--- GIVEN RECORDS Enclosed Below ---
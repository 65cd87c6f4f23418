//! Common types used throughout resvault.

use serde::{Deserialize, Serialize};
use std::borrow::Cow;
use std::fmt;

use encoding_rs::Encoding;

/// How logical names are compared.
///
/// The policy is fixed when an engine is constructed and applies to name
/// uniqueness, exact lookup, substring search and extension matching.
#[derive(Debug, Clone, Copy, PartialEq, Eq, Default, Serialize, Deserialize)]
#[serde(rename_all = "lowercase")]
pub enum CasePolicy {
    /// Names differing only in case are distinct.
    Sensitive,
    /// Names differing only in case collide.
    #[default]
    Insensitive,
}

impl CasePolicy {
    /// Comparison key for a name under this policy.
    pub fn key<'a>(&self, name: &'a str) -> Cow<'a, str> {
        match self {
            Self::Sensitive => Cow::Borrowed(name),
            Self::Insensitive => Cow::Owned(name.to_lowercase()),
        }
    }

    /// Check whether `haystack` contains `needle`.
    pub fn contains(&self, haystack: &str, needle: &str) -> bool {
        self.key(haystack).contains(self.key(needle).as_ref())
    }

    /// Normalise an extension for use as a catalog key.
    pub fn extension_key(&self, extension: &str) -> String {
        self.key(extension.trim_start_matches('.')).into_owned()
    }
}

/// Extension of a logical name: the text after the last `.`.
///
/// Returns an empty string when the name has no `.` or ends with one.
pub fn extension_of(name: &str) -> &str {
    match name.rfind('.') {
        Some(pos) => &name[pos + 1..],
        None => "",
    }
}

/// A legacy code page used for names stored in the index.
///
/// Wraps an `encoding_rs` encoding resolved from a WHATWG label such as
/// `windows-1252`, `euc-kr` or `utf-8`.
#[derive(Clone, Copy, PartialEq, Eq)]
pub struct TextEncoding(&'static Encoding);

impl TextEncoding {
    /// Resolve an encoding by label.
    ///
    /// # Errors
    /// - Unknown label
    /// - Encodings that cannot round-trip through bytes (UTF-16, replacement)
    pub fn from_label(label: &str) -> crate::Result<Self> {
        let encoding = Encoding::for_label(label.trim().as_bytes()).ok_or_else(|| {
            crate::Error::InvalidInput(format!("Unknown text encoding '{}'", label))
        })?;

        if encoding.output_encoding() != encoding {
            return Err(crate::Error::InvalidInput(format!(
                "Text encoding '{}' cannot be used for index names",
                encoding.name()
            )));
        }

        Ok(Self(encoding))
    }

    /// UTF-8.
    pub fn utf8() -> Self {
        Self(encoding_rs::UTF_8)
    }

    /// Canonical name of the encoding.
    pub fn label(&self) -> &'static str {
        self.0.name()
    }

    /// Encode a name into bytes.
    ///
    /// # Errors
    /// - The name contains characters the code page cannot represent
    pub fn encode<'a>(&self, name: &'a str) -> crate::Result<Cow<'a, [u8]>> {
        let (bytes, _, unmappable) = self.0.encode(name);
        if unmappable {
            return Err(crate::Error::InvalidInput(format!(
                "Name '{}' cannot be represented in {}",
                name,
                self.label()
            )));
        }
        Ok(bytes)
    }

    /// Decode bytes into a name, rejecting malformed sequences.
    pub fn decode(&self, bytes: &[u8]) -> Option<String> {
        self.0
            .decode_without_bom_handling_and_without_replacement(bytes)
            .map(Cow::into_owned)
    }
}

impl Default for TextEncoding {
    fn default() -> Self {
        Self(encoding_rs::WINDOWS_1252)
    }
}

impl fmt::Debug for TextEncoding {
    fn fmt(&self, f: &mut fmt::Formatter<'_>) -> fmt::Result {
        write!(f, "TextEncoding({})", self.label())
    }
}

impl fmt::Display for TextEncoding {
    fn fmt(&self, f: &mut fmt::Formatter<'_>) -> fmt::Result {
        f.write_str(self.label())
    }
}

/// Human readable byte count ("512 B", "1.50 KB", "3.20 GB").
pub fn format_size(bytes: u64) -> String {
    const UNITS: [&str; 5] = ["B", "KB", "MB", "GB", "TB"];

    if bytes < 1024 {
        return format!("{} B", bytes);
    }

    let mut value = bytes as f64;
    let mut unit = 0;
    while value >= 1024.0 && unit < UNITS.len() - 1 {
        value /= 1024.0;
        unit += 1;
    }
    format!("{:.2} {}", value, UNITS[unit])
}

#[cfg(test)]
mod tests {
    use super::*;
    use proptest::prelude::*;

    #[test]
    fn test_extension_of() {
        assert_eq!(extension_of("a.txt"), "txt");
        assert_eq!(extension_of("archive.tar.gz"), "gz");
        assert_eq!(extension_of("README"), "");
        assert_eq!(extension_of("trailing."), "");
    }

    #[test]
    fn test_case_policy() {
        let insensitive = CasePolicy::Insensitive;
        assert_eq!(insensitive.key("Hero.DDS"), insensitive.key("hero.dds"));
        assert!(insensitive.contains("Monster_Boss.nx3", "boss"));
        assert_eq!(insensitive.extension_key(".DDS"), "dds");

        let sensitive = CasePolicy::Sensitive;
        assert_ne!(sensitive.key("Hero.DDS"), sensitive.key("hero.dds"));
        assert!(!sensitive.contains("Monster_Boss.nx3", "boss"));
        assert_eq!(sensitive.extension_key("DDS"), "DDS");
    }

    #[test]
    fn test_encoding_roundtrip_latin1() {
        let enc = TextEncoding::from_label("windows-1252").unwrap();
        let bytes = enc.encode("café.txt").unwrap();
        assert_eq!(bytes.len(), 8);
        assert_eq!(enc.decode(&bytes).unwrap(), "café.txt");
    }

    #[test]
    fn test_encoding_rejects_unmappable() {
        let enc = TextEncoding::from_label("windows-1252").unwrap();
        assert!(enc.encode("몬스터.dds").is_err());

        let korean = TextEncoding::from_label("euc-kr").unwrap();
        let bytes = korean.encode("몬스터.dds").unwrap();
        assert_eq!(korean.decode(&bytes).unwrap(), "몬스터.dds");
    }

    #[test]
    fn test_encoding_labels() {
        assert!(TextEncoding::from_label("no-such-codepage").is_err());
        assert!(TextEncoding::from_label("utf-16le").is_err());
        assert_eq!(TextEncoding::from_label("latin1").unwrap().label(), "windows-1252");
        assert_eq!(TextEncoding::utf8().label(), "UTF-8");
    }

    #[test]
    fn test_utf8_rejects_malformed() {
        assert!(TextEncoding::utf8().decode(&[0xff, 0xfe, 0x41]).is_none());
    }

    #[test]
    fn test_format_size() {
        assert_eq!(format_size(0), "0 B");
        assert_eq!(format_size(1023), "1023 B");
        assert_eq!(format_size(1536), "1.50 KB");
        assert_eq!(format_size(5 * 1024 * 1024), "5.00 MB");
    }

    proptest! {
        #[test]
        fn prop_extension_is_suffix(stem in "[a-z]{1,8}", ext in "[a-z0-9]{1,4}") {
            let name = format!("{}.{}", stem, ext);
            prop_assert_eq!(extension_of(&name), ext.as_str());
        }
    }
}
--- End of Enclosed GIVEN RECORDS ---
## WORK TO BE COMPLETED
Give every entry again in full, precisely as written above.

## RESULT
repository 65cd87c6f4f23418
//! Common types used throughout resvault.

use serde::{Deserialize, Serialize};
use std::borrow::Cow;
use std::fmt;

use encoding_rs::Encoding;

/// How logical names are compared.
///
/// The policy is fixed when an engine is constructed and applies to name
/// uniqueness, exact lookup, substring search and extension matching.
#[derive(Debug, Clone, Copy, PartialEq, Eq, Default, Serialize, Deserialize)]
#[serde(rename_all = "lowercase")]
pub enum CasePolicy {
    /// Names differing only in case are distinct.
    Sensitive,
    /// Names differing only in case collide.
    #[default]
    Insensitive,
}

impl CasePolicy {
    /// Comparison key for a name under this policy.
    pub fn key<'a>(&self, name: &'a str) -> Cow<'a, str> {
        match self {
            Self::Sensitive => Cow::Borrowed(name),
            Self::Insensitive => Cow::Owned(name.to_lowercase()),
        }
    }

    /// Check whether `haystack` contains `needle`.
    pub fn contains(&self, haystack: &str, needle: &str) -> bool {
        self.key(haystack).contains(self.key(needle).as_ref())
    }

    /// Normalise an extension for use as a catalog key.
    pub fn extension_key(&self, extension: &str) -> String {
        self.key(extension.trim_start_matches('.')).into_owned()
    }
}

/// Extension of a logical name: the text after the last `.`.
///
/// Returns an empty string when the name has no `.` or ends with one.
pub fn extension_of(name: &str) -> &str {
    match name.rfind('.') {
        Some(pos) => &name[pos + 1..],
        None => "",
    }
}

/// A legacy code page used for names stored in the index.
///
/// Wraps an `encoding_rs` encoding resolved from a WHATWG label such as
/// `windows-1252`, `euc-kr` or `utf-8`.
#[derive(Clone, Copy, PartialEq, Eq)]
pub struct TextEncoding(&'static Encoding);

impl TextEncoding {
    /// Resolve an encoding by label.
    ///
    /// # Errors
    /// - Unknown label
    /// - Encodings that cannot round-trip through bytes (UTF-16, replacement)
    pub fn from_label(label: &str) -> crate::Result<Self> {
        let encoding = Encoding::for_label(label.trim().as_bytes()).ok_or_else(|| {
            crate::Error::InvalidInput(format!("Unknown text encoding '{}'", label))
        })?;

        if encoding.output_encoding() != encoding {
            return Err(crate::Error::InvalidInput(format!(
                "Text encoding '{}' cannot be used for index names",
                encoding.name()
            )));
        }

        Ok(Self(encoding))
    }

    /// UTF-8.
    pub fn utf8() -> Self {
        Self(encoding_rs::UTF_8)
    }

    /// Canonical name of the encoding.
    pub fn label(&self) -> &'static str {
        self.0.name()
    }

    /// Encode a name into bytes.
    ///
    /// # Errors
    /// - The name contains characters the code page cannot represent
    pub fn encode<'a>(&self, name: &'a str) -> crate::Result<Cow<'a, [u8]>> {
        let (bytes, _, unmappable) = self.0.encode(name);
        if unmappable {
            return Err(crate::Error::InvalidInput(format!(
                "Name '{}' cannot be represented in {}",
                name,
                self.label()
            )));
        }
        Ok(bytes)
    }

    /// Decode bytes into a name, rejecting malformed sequences.
    pub fn decode(&self, bytes: &[u8]) -> Option<String> {
        self.0
            .decode_without_bom_handling_and_without_replacement(bytes)
            .map(Cow::into_owned)
    }
}

impl Default for TextEncoding {
    fn default() -> Self {
        Self(encoding_rs::WINDOWS_1252)
    }
}

impl fmt::Debug for TextEncoding {
    fn fmt(&self, f: &mut fmt::Formatter<'_>) -> fmt::Result {
        write!(f, "TextEncoding({})", self.label())
    }
}

impl fmt::Display for TextEncoding {
    fn fmt(&self, f: &mut fmt::Formatter<'_>) -> fmt::Result {
        f.write_str(self.label())
    }
}

/// Human readable byte count ("512 B", "1.50 KB", "3.20 GB").
pub fn format_size(bytes: u64) -> String {
    const UNITS: [&str; 5] = ["B", "KB", "MB", "GB", "TB"];

    if bytes < 1024 {
        return format!("{} B", bytes);
    }

    let mut value = bytes as f64;
    let mut unit = 0;
    while value >= 1024.0 && unit < UNITS.len() - 1 {
        value /= 1024.0;
        unit += 1;
    }
    format!("{:.2} {}", value, UNITS[unit])
}

#[cfg(test)]
mod tests {
    use super::*;
    use proptest::prelude::*;

    #[test]
    fn test_extension_of() {
        assert_eq!(extension_of("a.txt"), "txt");
        assert_eq!(extension_of("archive.tar.gz"), "gz");
        assert_eq!(extension_of("README"), "");
        assert_eq!(extension_of("trailing."), "");
    }

    #[test]
    fn test_case_policy() {
        let insensitive = CasePolicy::Insensitive;
        assert_eq!(insensitive.key("Hero.DDS"), insensitive.key("hero.dds"));
        assert!(insensitive.contains("Monster_Boss.nx3", "boss"));
        assert_eq!(insensitive.extension_key(".DDS"), "dds");

        let sensitive = CasePolicy::Sensitive;
        assert_ne!(sensitive.key("Hero.DDS"), sensitive.key("hero.dds"));
        assert!(!sensitive.contains("Monster_Boss.nx3", "boss"));
        assert_eq!(sensitive.extension_key("DDS"), "DDS");
    }

    #[test]
    fn test_encoding_roundtrip_latin1() {
        let enc = TextEncoding::from_label("windows-1252").unwrap();
        let bytes = enc.encode("café.txt").unwrap();
        assert_eq!(bytes.len(), 8);
        assert_eq!(enc.decode(&bytes).unwrap(), "café.txt");
    }

    #[test]
    fn test_encoding_rejects_unmappable() {
        let enc = TextEncoding::from_label("windows-1252").unwrap();
        assert!(enc.encode("몬스터.dds").is_err());

        let korean = TextEncoding::from_label("euc-kr").unwrap();
        let bytes = korean.encode("몬스터.dds").unwrap();
        assert_eq!(korean.decode(&bytes).unwrap(), "몬스터.dds");
    }

    #[test]
    fn test_encoding_labels() {
        assert!(TextEncoding::from_label("no-such-codepage").is_err());
        assert!(TextEncoding::from_label("utf-16le").is_err());
        assert_eq!(TextEncoding::from_label("latin1").unwrap().label(), "windows-1252");
        assert_eq!(TextEncoding::utf8().label(), "UTF-8");
    }

    #[test]
    fn test_utf8_rejects_malformed() {
        assert!(TextEncoding::utf8().decode(&[0xff, 0xfe, 0x41]).is_none());
    }

    #[test]
    fn test_format_size() {
        assert_eq!(format_size(0), "0 B");
        assert_eq!(format_size(1023), "1023 B");
        assert_eq!(format_size(1536), "1.50 KB");
        assert_eq!(format_size(5 * 1024 * 1024), "5.00 MB");
    }

    proptest! {
        #[test]
        fn prop_extension_is_suffix(stem in "[a-z]{1,8}", ext in "[a-z0-9]{1,4}") {
            let name = format!("{}.{}", stem, ext);
            prop_assert_eq!(extension_of(&name), ext.as_str());
        }
    }
}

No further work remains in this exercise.